# What is needed
Go line by line through the records below. Copy whichever lines contain the string "sparkline".

Stored data
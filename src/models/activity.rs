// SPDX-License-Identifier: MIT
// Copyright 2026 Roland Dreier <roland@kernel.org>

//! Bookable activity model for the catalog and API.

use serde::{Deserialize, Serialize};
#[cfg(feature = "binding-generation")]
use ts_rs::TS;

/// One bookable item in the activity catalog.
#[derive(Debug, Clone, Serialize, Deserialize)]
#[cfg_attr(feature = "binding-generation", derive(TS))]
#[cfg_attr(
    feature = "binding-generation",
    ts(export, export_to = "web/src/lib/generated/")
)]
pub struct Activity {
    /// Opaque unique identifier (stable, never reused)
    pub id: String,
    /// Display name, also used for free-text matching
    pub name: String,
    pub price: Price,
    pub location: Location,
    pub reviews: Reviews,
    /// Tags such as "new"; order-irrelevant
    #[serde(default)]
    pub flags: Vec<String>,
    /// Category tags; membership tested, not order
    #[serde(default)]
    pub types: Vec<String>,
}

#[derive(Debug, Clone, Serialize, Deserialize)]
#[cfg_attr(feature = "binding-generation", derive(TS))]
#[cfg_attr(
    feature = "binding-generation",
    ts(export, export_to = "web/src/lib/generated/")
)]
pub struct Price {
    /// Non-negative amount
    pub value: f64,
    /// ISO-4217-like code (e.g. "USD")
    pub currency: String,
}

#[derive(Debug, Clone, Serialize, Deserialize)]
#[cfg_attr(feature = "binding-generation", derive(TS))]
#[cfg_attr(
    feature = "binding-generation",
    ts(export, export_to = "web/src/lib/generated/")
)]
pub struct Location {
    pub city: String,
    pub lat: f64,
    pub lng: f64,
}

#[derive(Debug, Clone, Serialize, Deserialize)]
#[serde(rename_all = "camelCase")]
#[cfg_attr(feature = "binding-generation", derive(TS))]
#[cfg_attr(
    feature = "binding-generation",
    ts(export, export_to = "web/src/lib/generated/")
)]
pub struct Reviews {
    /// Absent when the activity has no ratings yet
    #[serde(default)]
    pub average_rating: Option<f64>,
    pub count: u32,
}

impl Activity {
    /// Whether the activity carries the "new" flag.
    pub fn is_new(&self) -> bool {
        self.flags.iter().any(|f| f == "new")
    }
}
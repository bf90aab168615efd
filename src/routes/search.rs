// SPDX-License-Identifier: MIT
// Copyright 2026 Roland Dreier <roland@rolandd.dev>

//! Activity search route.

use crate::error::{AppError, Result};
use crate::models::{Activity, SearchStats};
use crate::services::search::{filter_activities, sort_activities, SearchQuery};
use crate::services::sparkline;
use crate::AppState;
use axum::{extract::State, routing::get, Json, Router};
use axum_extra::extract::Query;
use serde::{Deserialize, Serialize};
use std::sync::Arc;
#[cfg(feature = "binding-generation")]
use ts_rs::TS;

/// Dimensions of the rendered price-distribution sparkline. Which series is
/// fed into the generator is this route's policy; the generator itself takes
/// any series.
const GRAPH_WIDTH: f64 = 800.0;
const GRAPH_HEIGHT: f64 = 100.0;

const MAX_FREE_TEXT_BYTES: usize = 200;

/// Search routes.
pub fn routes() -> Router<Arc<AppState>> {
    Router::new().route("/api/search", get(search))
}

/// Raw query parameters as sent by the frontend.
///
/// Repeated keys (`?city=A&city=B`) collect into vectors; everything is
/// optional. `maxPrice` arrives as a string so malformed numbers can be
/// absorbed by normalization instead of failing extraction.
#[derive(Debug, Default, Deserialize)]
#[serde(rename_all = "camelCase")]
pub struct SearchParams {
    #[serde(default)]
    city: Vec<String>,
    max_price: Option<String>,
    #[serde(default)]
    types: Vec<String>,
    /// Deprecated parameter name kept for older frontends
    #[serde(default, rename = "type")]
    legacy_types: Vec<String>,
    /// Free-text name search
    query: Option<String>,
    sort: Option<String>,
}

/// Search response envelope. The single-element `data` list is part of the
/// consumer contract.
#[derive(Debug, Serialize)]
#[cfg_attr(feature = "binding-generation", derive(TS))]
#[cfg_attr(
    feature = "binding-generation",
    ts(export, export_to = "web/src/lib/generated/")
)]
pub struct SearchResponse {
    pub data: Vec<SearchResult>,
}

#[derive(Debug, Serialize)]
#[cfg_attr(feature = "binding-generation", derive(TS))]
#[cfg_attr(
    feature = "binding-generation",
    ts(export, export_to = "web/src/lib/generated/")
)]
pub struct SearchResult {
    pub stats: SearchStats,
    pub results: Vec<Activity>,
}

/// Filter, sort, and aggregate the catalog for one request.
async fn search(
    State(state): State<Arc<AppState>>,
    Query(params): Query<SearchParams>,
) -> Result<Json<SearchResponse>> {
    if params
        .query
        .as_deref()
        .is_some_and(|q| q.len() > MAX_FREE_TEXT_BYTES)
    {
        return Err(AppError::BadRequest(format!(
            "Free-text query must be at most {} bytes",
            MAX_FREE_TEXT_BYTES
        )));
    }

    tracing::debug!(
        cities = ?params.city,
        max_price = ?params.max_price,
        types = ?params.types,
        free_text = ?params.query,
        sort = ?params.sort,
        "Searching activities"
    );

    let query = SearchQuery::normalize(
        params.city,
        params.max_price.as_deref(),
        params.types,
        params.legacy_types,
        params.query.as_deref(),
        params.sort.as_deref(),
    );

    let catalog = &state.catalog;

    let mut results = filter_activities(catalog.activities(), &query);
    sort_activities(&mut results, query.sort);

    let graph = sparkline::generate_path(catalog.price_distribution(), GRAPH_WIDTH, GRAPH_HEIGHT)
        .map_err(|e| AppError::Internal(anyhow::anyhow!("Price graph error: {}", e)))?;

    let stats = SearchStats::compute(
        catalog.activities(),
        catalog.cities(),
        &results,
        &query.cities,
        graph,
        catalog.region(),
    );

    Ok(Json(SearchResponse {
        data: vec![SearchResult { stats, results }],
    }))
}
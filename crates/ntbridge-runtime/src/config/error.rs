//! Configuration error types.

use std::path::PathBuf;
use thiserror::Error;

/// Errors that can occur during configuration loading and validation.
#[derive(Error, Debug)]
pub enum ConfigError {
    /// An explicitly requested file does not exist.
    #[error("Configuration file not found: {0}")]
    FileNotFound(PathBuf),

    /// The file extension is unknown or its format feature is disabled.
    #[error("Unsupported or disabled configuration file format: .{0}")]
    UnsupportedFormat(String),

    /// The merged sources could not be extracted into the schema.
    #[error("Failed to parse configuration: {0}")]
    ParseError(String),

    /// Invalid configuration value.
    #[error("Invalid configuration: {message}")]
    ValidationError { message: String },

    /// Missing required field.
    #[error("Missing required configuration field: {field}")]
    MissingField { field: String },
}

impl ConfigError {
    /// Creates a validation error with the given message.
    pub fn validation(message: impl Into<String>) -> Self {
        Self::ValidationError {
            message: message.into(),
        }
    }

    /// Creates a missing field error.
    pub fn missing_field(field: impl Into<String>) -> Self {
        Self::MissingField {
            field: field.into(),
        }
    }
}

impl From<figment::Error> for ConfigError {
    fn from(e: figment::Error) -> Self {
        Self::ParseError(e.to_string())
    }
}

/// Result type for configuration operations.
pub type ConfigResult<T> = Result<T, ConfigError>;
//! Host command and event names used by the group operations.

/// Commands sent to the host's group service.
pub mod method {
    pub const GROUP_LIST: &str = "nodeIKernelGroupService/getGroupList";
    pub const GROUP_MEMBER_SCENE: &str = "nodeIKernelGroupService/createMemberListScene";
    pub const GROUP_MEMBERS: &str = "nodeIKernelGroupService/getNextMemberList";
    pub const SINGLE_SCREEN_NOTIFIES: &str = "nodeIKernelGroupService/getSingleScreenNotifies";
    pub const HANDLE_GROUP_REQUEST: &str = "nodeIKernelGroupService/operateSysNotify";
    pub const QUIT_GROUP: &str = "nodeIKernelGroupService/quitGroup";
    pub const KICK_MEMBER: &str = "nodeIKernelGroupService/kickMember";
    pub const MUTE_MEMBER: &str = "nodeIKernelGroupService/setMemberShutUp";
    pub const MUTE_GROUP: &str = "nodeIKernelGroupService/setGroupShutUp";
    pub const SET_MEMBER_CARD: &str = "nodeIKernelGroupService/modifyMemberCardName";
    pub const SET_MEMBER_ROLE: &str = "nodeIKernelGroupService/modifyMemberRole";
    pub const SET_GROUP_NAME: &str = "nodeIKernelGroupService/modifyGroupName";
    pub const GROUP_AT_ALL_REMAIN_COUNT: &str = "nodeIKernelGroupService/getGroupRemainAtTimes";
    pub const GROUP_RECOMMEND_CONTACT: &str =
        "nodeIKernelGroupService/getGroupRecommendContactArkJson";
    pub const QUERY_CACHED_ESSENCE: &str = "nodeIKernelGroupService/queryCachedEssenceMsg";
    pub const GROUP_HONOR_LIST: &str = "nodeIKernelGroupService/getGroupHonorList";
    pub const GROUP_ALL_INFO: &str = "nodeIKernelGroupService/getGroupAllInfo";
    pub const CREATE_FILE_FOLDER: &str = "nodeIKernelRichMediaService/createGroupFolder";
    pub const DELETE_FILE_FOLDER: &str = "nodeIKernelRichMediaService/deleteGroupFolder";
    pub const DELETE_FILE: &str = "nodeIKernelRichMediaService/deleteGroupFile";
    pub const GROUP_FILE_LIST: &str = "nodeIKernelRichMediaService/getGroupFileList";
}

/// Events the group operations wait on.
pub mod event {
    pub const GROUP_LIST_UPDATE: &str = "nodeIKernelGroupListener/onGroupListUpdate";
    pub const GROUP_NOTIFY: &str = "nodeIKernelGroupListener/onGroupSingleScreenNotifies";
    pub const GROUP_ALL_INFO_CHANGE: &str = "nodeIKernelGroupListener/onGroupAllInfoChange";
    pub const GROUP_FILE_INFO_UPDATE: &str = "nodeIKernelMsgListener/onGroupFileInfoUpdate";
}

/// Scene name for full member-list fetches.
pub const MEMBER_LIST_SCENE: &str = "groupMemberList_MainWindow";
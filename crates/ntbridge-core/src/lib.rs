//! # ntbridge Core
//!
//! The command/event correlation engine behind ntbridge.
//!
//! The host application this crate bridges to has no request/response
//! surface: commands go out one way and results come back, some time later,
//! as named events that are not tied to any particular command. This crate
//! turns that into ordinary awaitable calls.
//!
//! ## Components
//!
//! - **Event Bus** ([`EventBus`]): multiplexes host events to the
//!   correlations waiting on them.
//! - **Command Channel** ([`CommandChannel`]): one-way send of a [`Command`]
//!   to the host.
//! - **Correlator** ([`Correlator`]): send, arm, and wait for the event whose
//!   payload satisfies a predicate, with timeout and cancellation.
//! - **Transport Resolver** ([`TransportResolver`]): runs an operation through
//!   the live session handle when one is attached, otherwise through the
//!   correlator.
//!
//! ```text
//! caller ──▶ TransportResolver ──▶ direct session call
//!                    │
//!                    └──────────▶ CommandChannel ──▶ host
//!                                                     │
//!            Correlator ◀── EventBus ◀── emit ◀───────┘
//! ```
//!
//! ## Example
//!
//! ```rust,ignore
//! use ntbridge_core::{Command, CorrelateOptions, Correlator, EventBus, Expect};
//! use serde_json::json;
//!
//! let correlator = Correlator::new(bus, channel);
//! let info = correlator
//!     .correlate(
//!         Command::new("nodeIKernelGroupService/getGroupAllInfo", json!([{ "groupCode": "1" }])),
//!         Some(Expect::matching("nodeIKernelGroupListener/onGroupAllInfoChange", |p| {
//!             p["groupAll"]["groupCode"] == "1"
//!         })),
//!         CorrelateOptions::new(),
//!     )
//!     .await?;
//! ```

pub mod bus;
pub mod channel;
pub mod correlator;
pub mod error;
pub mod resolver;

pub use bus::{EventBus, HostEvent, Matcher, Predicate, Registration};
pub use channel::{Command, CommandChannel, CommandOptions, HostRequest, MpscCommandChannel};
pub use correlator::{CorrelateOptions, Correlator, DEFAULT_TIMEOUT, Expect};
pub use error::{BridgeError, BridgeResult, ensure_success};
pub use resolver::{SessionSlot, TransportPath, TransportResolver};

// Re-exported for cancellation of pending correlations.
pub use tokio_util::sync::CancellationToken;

# Problem solution
use crate::services::sparkline;
/// Dimensions of the rendered price-distribution sparkline. Which series is
    let graph = sparkline::generate_path(catalog.price_distribution(), GRAPH_WIDTH, GRAPH_HEIGHT)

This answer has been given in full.